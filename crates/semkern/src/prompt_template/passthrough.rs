use super::{PromptTemplate, TemplateError};
use crate::functions::KernelArguments;
use crate::kernel::Kernel;

/// A template that renders to its own text.
#[derive(Debug, Clone)]
pub struct PassThroughPromptTemplate {
    template: String,
}

impl PassThroughPromptTemplate {
    /// Creates a new instance.
    pub fn new(template: impl Into<String>) -> Self {
        Self {
            template: template.into(),
        }
    }
}

impl PromptTemplate for PassThroughPromptTemplate {
    fn render(
        &self,
        _kernel: &Kernel,
        _arguments: &KernelArguments,
    ) -> Result<String, TemplateError> {
        Ok(self.template.clone())
    }
}
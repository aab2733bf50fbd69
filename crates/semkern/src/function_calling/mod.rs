//! Automatic invocation of the functions a model asks for.

mod auto_invoke;
mod processor;

pub use auto_invoke::FunctionCallingLoop;
pub use processor::FunctionCallsProcessor;
use super::arguments::KernelArguments;
use super::function_name::format_name;
use crate::contents::ChatMessage;
use crate::error::FunctionError;
use crate::kernel::Kernel;
use crate::services::PromptExecutionSettings;
use crate::{JsonValue, Map};
use serde::{Deserialize, Serialize};

/// Describes a function to the model.
#[derive(Clone, Debug, Deserialize, Serialize, PartialEq)]
pub struct FunctionMetadata {
    /// Function name, unique within its plugin.
    pub name: String,
    /// Description shown to the model.
    pub description: String,
    /// Set by the registry to the name of the owning plugin.
    #[serde(default, skip_serializing_if = "Option::is_none")]
    pub plugin_name: Option<String>,
    /// JSON schema of the arguments object.
    pub parameters: JsonValue,
}

impl FunctionMetadata {
    /// Creates metadata for a function taking an arbitrary object.
    pub fn new(name: impl Into<String>, description: impl Into<String>) -> Self {
        Self {
            name: name.into(),
            description: description.into(),
            plugin_name: None,
            parameters: serde_json::json!({ "type": "object" }),
        }
    }

    /// Sets the parameter schema.
    pub fn with_parameters(mut self, parameters: JsonValue) -> Self {
        self.parameters = parameters;
        self
    }

    /// Formats `plugin{separator}name`.
    pub fn fully_qualified_name(&self, separator: char) -> String {
        format_name(&self.name, self.plugin_name.as_deref(), separator)
    }

    /// Returns `true` if this function is the one named by the pair.
    pub fn matches(&self, function_name: &str, plugin_name: Option<&str>) -> bool {
        self.name == function_name && self.plugin_name.as_deref() == plugin_name
    }
}

/// The value returned by a function.
#[derive(Clone, Debug, Default, PartialEq)]
pub enum FunctionValue {
    /// The function returned nothing.
    #[default]
    Empty,
    /// A JSON value.
    Json(JsonValue),
    /// A chat message, returned by prompt functions.
    Message(ChatMessage),
}

impl FunctionValue {
    /// Renders the value as text to feed back to the model.
    ///
    /// Strings are used verbatim, chat messages contribute their text content and
    /// anything else is serialized as JSON.
    pub fn to_result_text(&self) -> String {
        match self {
            FunctionValue::Empty => String::new(),
            FunctionValue::Json(JsonValue::String(s)) => s.clone(),
            FunctionValue::Json(value) => value.to_string(),
            FunctionValue::Message(message) => message.content().unwrap_or_default().to_owned(),
        }
    }

    /// Returns the JSON value, if any.
    pub fn as_json(&self) -> Option<&JsonValue> {
        match self {
            FunctionValue::Json(value) => Some(value),
            _ => None,
        }
    }

    /// Returns the chat message, if any.
    pub fn as_message(&self) -> Option<&ChatMessage> {
        match self {
            FunctionValue::Message(message) => Some(message),
            _ => None,
        }
    }
}

impl From<JsonValue> for FunctionValue {
    fn from(value: JsonValue) -> Self {
        FunctionValue::Json(value)
    }
}

impl From<ChatMessage> for FunctionValue {
    fn from(message: ChatMessage) -> Self {
        FunctionValue::Message(message)
    }
}

/// The result of invoking a function.
#[derive(Clone, Debug, Default, PartialEq)]
pub struct FunctionResult {
    /// The returned value.
    pub value: FunctionValue,
    /// The prompt sent to the model, for prompt functions.
    pub rendered_prompt: Option<String>,
    /// Open key/value metadata.
    pub metadata: Map,
}

impl FunctionResult {
    /// Creates a result holding `value`.
    pub fn new(value: impl Into<FunctionValue>) -> Self {
        Self {
            value: value.into(),
            rendered_prompt: None,
            metadata: Map::new(),
        }
    }
}

/// A function that can be registered in a plugin and invoked by the model.
///
/// Implementations only provide the body; filters and plugin bookkeeping are applied
/// by the [`Kernel`].
#[async_trait::async_trait]
pub trait KernelFunction: Send + Sync {
    /// Returns the function metadata.
    fn metadata(&self) -> &FunctionMetadata;

    /// Returns the execution settings the function prefers, if any.
    fn execution_settings(&self) -> &[PromptExecutionSettings] {
        &[]
    }

    /// Runs the function body.
    async fn invoke_core(
        &self,
        kernel: &Kernel,
        arguments: &KernelArguments,
    ) -> Result<FunctionResult, FunctionError>;
}
//! Plugins and the registry of plugins held by a kernel.

use super::arguments::KernelArguments;
use super::function::{FunctionMetadata, FunctionResult, KernelFunction};
use crate::error::{FunctionError, KernelError};
use crate::kernel::Kernel;
use crate::services::PromptExecutionSettings;
use parking_lot::RwLock;
use std::collections::HashSet;
use std::sync::Arc;

/// A named, described collection of functions registered together.
#[derive(Clone, Default)]
pub struct KernelPlugin {
    /// Plugin name, stamped on every function it registers.
    pub name: String,
    /// Plugin description.
    pub description: String,
    functions: Vec<Arc<dyn KernelFunction>>,
}

impl KernelPlugin {
    /// Creates an empty plugin.
    pub fn new(name: impl Into<String>, description: impl Into<String>) -> Self {
        Self {
            name: name.into(),
            description: description.into(),
            functions: Vec::new(),
        }
    }

    /// Adds a function.
    pub fn with_function(mut self, function: impl KernelFunction + 'static) -> Self {
        self.functions.push(Arc::new(function));
        self
    }

    /// Adds a shared function.
    pub fn add_function(&mut self, function: Arc<dyn KernelFunction>) {
        self.functions.push(function);
    }

    /// Returns the functions in registration order.
    pub fn functions(&self) -> &[Arc<dyn KernelFunction>] {
        &self.functions
    }
}

impl std::fmt::Debug for KernelPlugin {
    fn fmt(&self, f: &mut std::fmt::Formatter<'_>) -> std::fmt::Result {
        let names = self
            .functions
            .iter()
            .map(|function| function.metadata().name.as_str())
            .collect::<Vec<_>>();
        f.debug_struct("KernelPlugin")
            .field("name", &self.name)
            .field("description", &self.description)
            .field("functions", &names)
            .finish()
    }
}

/// A function as stored in the registry, with its metadata stamped by the owning plugin.
#[derive(Clone)]
pub struct RegisteredFunction {
    metadata: FunctionMetadata,
    function: Arc<dyn KernelFunction>,
}

impl RegisteredFunction {
    fn new(plugin_name: &str, function: Arc<dyn KernelFunction>) -> Self {
        let mut metadata = function.metadata().clone();
        metadata.plugin_name = Some(plugin_name.to_owned());
        Self { metadata, function }
    }

    /// Returns the metadata, including the plugin name.
    pub fn metadata(&self) -> &FunctionMetadata {
        &self.metadata
    }

    /// Returns the function name.
    pub fn name(&self) -> &str {
        &self.metadata.name
    }

    /// Returns the owning plugin name.
    pub fn plugin_name(&self) -> Option<&str> {
        self.metadata.plugin_name.as_deref()
    }

    /// Returns the underlying function.
    pub fn inner(&self) -> &dyn KernelFunction {
        self.function.as_ref()
    }
}

#[async_trait::async_trait]
impl KernelFunction for RegisteredFunction {
    fn metadata(&self) -> &FunctionMetadata {
        &self.metadata
    }

    fn execution_settings(&self) -> &[PromptExecutionSettings] {
        self.function.execution_settings()
    }

    async fn invoke_core(
        &self,
        kernel: &Kernel,
        arguments: &KernelArguments,
    ) -> Result<FunctionResult, FunctionError> {
        self.function.invoke_core(kernel, arguments).await
    }
}

impl std::fmt::Debug for RegisteredFunction {
    fn fmt(&self, f: &mut std::fmt::Formatter<'_>) -> std::fmt::Result {
        f.debug_struct("RegisteredFunction")
            .field("metadata", &self.metadata)
            .finish_non_exhaustive()
    }
}

#[derive(Debug)]
struct PluginEntry {
    name: String,
    description: String,
    functions: Vec<RegisteredFunction>,
}

/// Registry of plugins, in registration order.
///
/// Lookups take a read lock and registration takes a write lock, so of two racing
/// registrations of the same plugin name exactly one succeeds.
#[derive(Debug, Default)]
pub struct KernelPlugins {
    plugins: RwLock<Vec<PluginEntry>>,
}

impl KernelPlugins {
    /// Creates an empty registry.
    pub fn new() -> Self {
        Self::default()
    }

    /// Registers a plugin and stamps its name on every function.
    pub fn add_plugin(&self, plugin: KernelPlugin) -> Result<(), KernelError> {
        let KernelPlugin {
            name,
            description,
            functions,
        } = plugin;
        if functions.is_empty() {
            return Err(KernelError::EmptyPlugin(name));
        }

        let mut function_names = HashSet::with_capacity(functions.len());
        if let Some(duplicate) = functions
            .iter()
            .map(|function| function.metadata().name.as_str())
            .find(|function_name| !function_names.insert(*function_name))
        {
            return Err(KernelError::DuplicateFunction {
                function: duplicate.to_owned(),
                plugin: name,
            });
        }

        let functions = functions
            .into_iter()
            .map(|function| RegisteredFunction::new(&name, function))
            .collect::<Vec<_>>();

        let mut plugins = self.plugins.write();
        if plugins.iter().any(|entry| entry.name == name) {
            return Err(KernelError::DuplicatePlugin(name));
        }
        tracing::debug!(
            target: "semkern",
            plugin = %name,
            functions = functions.len(),
            "plugin registered"
        );
        plugins.push(PluginEntry {
            name,
            description,
            functions,
        });
        Ok(())
    }

    /// Looks up a function.
    ///
    /// With a plugin name only that plugin is searched. Otherwise the first function
    /// with a matching name is returned, in plugin registration order.
    pub fn get_function(
        &self,
        function_name: &str,
        plugin_name: Option<&str>,
    ) -> Option<RegisteredFunction> {
        let plugins = self.plugins.read();
        plugins
            .iter()
            .filter(|entry| plugin_name.is_none_or(|name| entry.name == name))
            .flat_map(|entry| entry.functions.iter())
            .find(|function| function.name() == function_name)
            .cloned()
    }

    /// Returns every function, in plugin then function registration order.
    pub fn functions(&self) -> Vec<RegisteredFunction> {
        self.plugins
            .read()
            .iter()
            .flat_map(|entry| entry.functions.iter().cloned())
            .collect()
    }

    /// Returns the metadata of every function, in plugin then function registration order.
    pub fn get_functions_metadata(&self) -> Vec<FunctionMetadata> {
        self.plugins
            .read()
            .iter()
            .flat_map(|entry| entry.functions.iter().map(|f| f.metadata().clone()))
            .collect()
    }

    /// Returns the plugin names and descriptions in registration order.
    pub fn plugins(&self) -> Vec<(String, String)> {
        self.plugins
            .read()
            .iter()
            .map(|entry| (entry.name.clone(), entry.description.clone()))
            .collect()
    }

    /// Returns `true` if a plugin with the name is registered.
    pub fn contains_plugin(&self, name: &str) -> bool {
        self.plugins.read().iter().any(|entry| entry.name == name)
    }

    /// Returns the number of plugins.
    pub fn len(&self) -> usize {
        self.plugins.read().len()
    }

    /// Returns `true` if no plugin is registered.
    pub fn is_empty(&self) -> bool {
        self.plugins.read().is_empty()
    }
}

○ ○ ○

__ABOUT THIS TASK__. Counting only lines of the data above that hold "HashSet", report the total and nothing else.

__EXERCISE RESPONSE__. 2